── Record excerpts
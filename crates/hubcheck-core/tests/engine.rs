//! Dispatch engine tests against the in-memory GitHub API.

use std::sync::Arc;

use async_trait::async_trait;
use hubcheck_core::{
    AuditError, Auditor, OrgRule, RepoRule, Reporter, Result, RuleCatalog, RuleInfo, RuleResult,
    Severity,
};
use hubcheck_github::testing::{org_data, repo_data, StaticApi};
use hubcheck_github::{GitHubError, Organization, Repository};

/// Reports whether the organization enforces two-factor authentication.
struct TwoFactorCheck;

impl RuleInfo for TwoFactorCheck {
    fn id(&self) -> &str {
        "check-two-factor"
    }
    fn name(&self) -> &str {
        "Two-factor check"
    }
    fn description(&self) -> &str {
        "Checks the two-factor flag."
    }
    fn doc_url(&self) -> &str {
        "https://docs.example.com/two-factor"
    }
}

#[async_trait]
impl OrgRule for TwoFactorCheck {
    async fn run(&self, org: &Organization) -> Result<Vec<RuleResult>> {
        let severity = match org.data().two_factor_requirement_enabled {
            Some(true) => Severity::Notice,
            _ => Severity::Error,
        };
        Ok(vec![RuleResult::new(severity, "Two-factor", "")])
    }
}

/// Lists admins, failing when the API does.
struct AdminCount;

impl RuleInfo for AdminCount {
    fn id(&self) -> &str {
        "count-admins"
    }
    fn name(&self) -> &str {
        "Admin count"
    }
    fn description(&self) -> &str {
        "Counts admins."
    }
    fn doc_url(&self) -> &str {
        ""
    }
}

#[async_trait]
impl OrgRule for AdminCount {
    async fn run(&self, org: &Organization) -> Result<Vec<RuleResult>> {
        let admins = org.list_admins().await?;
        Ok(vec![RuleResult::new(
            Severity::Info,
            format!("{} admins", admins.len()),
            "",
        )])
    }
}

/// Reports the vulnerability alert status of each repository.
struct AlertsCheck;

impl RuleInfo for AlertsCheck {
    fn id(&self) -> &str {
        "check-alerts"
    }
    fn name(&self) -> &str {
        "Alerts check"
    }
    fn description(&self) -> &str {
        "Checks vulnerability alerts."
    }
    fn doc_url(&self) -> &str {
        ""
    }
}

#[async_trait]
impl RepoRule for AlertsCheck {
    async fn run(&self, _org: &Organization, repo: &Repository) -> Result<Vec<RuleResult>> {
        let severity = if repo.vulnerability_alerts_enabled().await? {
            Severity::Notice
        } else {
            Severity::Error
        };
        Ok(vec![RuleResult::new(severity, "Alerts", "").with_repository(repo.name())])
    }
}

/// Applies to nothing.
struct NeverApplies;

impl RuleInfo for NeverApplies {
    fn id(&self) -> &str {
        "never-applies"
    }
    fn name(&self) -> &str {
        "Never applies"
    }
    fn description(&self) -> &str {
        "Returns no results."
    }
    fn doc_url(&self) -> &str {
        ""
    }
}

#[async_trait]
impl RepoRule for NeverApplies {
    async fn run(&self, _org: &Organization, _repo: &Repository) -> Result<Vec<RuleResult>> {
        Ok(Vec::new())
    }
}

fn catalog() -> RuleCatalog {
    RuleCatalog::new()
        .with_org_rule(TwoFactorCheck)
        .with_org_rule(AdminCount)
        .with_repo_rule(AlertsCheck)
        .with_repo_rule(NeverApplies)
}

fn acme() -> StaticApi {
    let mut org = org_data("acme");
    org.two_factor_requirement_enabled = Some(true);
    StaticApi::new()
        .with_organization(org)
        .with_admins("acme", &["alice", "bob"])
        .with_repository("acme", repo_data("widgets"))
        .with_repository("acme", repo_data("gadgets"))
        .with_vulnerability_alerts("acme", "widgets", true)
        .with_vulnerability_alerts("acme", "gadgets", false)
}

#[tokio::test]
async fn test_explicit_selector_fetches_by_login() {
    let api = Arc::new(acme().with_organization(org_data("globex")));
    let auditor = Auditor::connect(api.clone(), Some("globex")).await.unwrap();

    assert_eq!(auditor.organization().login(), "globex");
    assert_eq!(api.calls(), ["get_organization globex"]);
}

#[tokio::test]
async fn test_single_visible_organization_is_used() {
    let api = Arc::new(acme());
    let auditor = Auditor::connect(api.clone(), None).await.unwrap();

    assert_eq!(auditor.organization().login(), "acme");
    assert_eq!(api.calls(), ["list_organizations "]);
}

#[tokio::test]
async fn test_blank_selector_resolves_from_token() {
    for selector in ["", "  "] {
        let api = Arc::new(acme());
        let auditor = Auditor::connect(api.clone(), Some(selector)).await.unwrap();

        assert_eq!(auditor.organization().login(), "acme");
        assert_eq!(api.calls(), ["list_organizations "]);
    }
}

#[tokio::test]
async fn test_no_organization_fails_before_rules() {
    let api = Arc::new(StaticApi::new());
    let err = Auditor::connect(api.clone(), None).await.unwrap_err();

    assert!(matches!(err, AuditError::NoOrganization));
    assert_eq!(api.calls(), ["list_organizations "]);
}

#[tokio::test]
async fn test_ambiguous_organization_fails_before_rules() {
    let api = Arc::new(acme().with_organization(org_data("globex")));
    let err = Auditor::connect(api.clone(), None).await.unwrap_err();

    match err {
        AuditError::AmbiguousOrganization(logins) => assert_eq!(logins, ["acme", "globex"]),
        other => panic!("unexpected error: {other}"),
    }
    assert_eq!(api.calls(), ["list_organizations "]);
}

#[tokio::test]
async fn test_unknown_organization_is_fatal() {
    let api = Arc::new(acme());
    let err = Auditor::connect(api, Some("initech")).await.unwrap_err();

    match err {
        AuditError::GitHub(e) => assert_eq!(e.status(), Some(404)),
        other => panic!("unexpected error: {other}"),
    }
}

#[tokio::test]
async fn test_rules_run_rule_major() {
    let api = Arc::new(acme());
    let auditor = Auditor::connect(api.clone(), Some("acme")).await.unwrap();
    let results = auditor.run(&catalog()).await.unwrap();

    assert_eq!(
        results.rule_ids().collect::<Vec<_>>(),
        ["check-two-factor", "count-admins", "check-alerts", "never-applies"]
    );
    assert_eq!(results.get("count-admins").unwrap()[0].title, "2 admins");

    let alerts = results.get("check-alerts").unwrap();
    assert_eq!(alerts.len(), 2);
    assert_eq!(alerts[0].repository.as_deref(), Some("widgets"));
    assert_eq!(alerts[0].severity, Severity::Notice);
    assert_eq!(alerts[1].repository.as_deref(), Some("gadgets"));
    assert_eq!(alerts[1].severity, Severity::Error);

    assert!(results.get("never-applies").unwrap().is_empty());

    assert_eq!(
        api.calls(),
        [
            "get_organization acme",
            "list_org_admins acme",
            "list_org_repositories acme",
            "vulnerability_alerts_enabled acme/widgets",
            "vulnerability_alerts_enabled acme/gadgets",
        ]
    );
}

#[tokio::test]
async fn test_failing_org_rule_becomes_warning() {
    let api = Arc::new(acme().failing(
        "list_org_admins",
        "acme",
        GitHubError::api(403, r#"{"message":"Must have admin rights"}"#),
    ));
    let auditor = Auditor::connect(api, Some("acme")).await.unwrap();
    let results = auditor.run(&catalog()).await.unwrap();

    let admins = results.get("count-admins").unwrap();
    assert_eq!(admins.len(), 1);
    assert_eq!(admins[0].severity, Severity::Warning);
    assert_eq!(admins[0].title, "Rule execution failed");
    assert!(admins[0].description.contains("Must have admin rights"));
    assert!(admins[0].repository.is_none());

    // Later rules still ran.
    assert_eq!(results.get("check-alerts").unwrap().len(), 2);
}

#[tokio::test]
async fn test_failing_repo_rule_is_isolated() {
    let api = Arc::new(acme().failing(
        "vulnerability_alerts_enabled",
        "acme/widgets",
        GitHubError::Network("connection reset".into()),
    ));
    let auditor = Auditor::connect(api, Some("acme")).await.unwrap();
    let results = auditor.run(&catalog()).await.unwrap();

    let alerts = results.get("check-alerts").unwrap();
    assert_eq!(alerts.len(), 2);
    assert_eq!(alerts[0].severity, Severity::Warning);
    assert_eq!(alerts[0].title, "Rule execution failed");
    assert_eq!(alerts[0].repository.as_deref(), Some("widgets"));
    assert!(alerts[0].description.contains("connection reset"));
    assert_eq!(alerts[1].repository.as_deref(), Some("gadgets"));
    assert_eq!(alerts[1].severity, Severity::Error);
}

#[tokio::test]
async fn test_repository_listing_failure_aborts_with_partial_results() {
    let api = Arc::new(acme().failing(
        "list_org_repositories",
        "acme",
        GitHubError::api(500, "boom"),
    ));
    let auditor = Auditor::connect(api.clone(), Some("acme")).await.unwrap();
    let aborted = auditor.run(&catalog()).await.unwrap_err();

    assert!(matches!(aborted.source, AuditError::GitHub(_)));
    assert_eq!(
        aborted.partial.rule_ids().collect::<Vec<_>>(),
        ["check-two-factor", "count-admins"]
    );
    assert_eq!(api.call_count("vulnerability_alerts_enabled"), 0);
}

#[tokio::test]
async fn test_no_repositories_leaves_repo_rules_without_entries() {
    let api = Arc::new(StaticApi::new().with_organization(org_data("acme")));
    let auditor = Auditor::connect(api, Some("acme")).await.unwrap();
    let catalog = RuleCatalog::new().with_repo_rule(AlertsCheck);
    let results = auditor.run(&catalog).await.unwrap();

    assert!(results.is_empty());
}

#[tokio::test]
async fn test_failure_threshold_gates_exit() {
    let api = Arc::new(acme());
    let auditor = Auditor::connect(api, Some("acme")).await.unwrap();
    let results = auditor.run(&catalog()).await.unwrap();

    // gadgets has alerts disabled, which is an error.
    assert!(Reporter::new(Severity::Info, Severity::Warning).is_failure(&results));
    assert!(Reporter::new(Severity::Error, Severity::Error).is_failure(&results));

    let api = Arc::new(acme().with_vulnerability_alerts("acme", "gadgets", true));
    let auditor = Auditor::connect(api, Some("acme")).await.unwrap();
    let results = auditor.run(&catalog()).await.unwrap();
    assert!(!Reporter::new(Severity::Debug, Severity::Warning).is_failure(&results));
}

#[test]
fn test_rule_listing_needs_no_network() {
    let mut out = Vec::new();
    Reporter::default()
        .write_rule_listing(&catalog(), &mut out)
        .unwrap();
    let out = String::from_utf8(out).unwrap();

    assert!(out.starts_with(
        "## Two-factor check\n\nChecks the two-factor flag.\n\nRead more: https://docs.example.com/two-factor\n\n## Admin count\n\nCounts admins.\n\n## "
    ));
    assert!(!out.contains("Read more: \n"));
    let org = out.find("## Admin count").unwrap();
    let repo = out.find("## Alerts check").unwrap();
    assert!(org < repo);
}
────
• _Problem_:
Search the entries above for the string "AlertsCheck". Copy each line that holds it.

• _Solution for this problem_:
struct AlertsCheck;
impl RuleInfo for AlertsCheck {
impl RepoRule for AlertsCheck {
        .with_repo_rule(AlertsCheck)
    let catalog = RuleCatalog::new().with_repo_rule(AlertsCheck);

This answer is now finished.